━━ Data for review
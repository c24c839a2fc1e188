use std::sync::Arc;

use async_trait::async_trait;
use tracing::{debug, info};

use super::grammar::{CommandRule, default_rules, match_rules};
use super::{Action, CommandParams, ParsedCommand};

/// Error text attached to commands nothing could interpret.
pub const PARSE_FAILURE: &str = "Could not parse command";

/// Slow-path interpreter consulted when the grammar has no match.
/// Implementations return `None` for anything they cannot interpret.
#[async_trait]
pub trait AiCommandParser: Send + Sync {
    async fn parse_command(&self, text: &str) -> Option<ParsedCommand>;
}

/// Grammar-first command parser with an optional AI fallback.
pub struct CommandParser {
    rules: Vec<CommandRule>,
    fallback: Option<Arc<dyn AiCommandParser>>,
}

impl Default for CommandParser {
    fn default() -> Self {
        Self::new()
    }
}

impl CommandParser {
    pub fn new() -> Self {
        Self::with_rules(default_rules())
    }

    pub fn with_rules(rules: Vec<CommandRule>) -> Self {
        Self {
            rules,
            fallback: None,
        }
    }

    pub fn with_fallback(mut self, fallback: Arc<dyn AiCommandParser>) -> Self {
        self.fallback = Some(fallback);
        self
    }

    /// Grammar-only parse. Deterministic and never touches the fallback.
    pub fn parse_command(&self, text: &str) -> Option<ParsedCommand> {
        let (rule, params) = match_rules(&self.rules, text.trim())?;
        Some(ParsedCommand {
            action: rule.action,
            params,
            original_command: text.to_string(),
            confidence: 1.0,
            error: None,
        })
    }

    /// Full parse: grammar, then fallback, then `unknown`.
    pub async fn parse(&self, text: &str) -> ParsedCommand {
        if let Some(parsed) = self.parse_command(text) {
            debug!(action = %parsed.action, "parsed with grammar");
            return parsed;
        }

        if let Some(fallback) = &self.fallback {
            debug!("no grammar match, trying AI parser");
            if let Some(mut parsed) = fallback.parse_command(text).await {
                info!(action = %parsed.action, "parsed with AI");
                if parsed.original_command.is_empty() {
                    parsed.original_command = text.to_string();
                }
                return parsed;
            }
        }

        ParsedCommand {
            action: Action::Unknown,
            params: CommandParams::default(),
            original_command: text.to_string(),
            confidence: 0.0,
            error: Some(PARSE_FAILURE.to_string()),
        }
    }
}

/// Example phrasings for the page at `url`, most relevant first.
pub fn command_suggestions(url: &str) -> Vec<String> {
    let mut suggestions: Vec<String> = Vec::new();

    if url.contains("youtube.com") {
        suggestions.extend([
            "Search for lo-fi music on YouTube".to_string(),
            "Find cat videos on YouTube".to_string(),
        ]);
    } else if url.contains("google.com/forms") {
        suggestions.extend([
            "Fill form with name: John Doe, email: test@gmail.com".to_string(),
            "Submit this form".to_string(),
        ]);
    }

    suggestions.extend(
        [
            "Search for [query] on YouTube",
            "Fill form with name: [name], email: [email]",
            "Click the [button name] button",
            "Submit the form",
            "Fill the [field name] with [value]",
        ]
        .map(String::from),
    );
    suggestions
}
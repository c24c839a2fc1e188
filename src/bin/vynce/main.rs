mod face;
mod hands;

use std::sync::Arc;

use anyhow::{Context, Result};
use clap::Parser;
use dotenvy::dotenv;
use face::{CommandReply, Job};
use tokio::sync::mpsc;
use tracing::{debug, info, warn};
use tracing_subscriber::EnvFilter;
use vynce_automation::command::command_suggestions;
use vynce_automation::command::llm::LlmCommandParser;
use vynce_automation::{AutomationEngine, ChromePage, CommandParser, LlmConfig, Page};

/// Bridge between natural-language commands and a Chrome tab.
#[derive(Parser, Debug)]
#[command(name = "vynce", version)]
struct Args {
    /// First port to try; the next nine are used if it is taken.
    #[arg(long, default_value_t = 3000)]
    port: u16,

    /// DevTools endpoint of a running Chrome to attach to.
    #[arg(long, default_value = "http://127.0.0.1:9222")]
    chrome_url: String,

    /// Run a launched Chrome without a window.
    #[arg(long)]
    headless: bool,

    /// Page to open once the browser is ready.
    #[arg(long)]
    start_url: Option<String>,

    /// Disable the LLM fallback even when LLM_API_KEY is set.
    #[arg(long)]
    no_ai: bool,
}

#[tokio::main]
async fn main() -> Result<()> {
    dotenv().ok();
    tracing_subscriber::fmt()
        .with_env_filter(
            EnvFilter::try_from_default_env()
                .unwrap_or_else(|_| "vynce=info,vynce_automation=info".into()),
        )
        .init();

    let args = Args::parse();

    let jobs = face::start_server(args.port).await?;

    let launch = hands::LaunchConfig {
        chrome_url: args.chrome_url.clone(),
        headless: args.headless,
        start_url: args.start_url.clone(),
    };
    let ws_url = hands::resolve_ws_url(&launch.chrome_url).await;
    let session = tokio::task::spawn_blocking(move || hands::BrowserSession::launch(&launch, ws_url))
        .await
        .context("browser launch panicked")??;
    info!("browser ready");

    let tab = session.tab.clone();
    let page = Arc::new(
        tokio::task::spawn_blocking(move || ChromePage::new(tab))
            .await
            .context("page setup panicked")?,
    );
    let engine = AutomationEngine::new(page.clone());
    let parser = build_parser(args.no_ai);

    // ChromePage blocks in place, which needs a worker thread of its own.
    let worker = tokio::spawn(run_worker(jobs, parser, engine, page));
    worker.await.context("worker panicked")?;

    drop(session);
    Ok(())
}

fn build_parser(no_ai: bool) -> CommandParser {
    let parser = CommandParser::new();
    if no_ai {
        info!("AI fallback disabled by flag");
        return parser;
    }
    match LlmConfig::from_env() {
        Some(config) => {
            info!(model = %config.model, "AI fallback enabled");
            parser.with_fallback(Arc::new(LlmCommandParser::new(config)))
        }
        None => {
            warn!("LLM_API_KEY not set, AI fallback disabled");
            parser
        }
    }
}

/// Runs jobs one at a time, in arrival order.
async fn run_worker(
    mut jobs: mpsc::Receiver<Job>,
    parser: CommandParser,
    engine: AutomationEngine,
    page: Arc<ChromePage>,
) {
    info!("waiting for commands");
    while let Some(job) = jobs.recv().await {
        match job {
            Job::Command { text, reply } => {
                info!(command = %text, "received command");
                let parsed = parser.parse(&text).await;
                let result = if parsed.is_unknown() {
                    None
                } else {
                    Some(engine.handle_command(&parsed.to_request()).await)
                };
                if let Some(result) = &result {
                    info!(success = result.success, "{}", result.message);
                }
                let reply = reply.send(CommandReply {
                    parsed_command: parsed,
                    result,
                });
                if reply.is_err() {
                    debug!("client left before the command reply");
                }
            }
            Job::Automation { request, reply } => {
                let result = engine.handle_command(&request).await;
                info!(action = %request.action, success = result.success, "{}", result.message);
                if reply.send(result).is_err() {
                    debug!("client left before the automation reply");
                }
            }
            Job::Suggestions { reply } => {
                let url = page.url().unwrap_or_else(|err| {
                    warn!("could not read tab URL: {}", err);
                    String::new()
                });
                if reply.send(command_suggestions(&url)).is_err() {
                    debug!("client left before the suggestions reply");
                }
            }
        }
    }
    info!("job queue closed");
}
━━━━
◆ Exercise requirements ◆
Your answer must be a single number: the count of lines in these records that contain "Some".

◆ Answer for this exercise ◆
10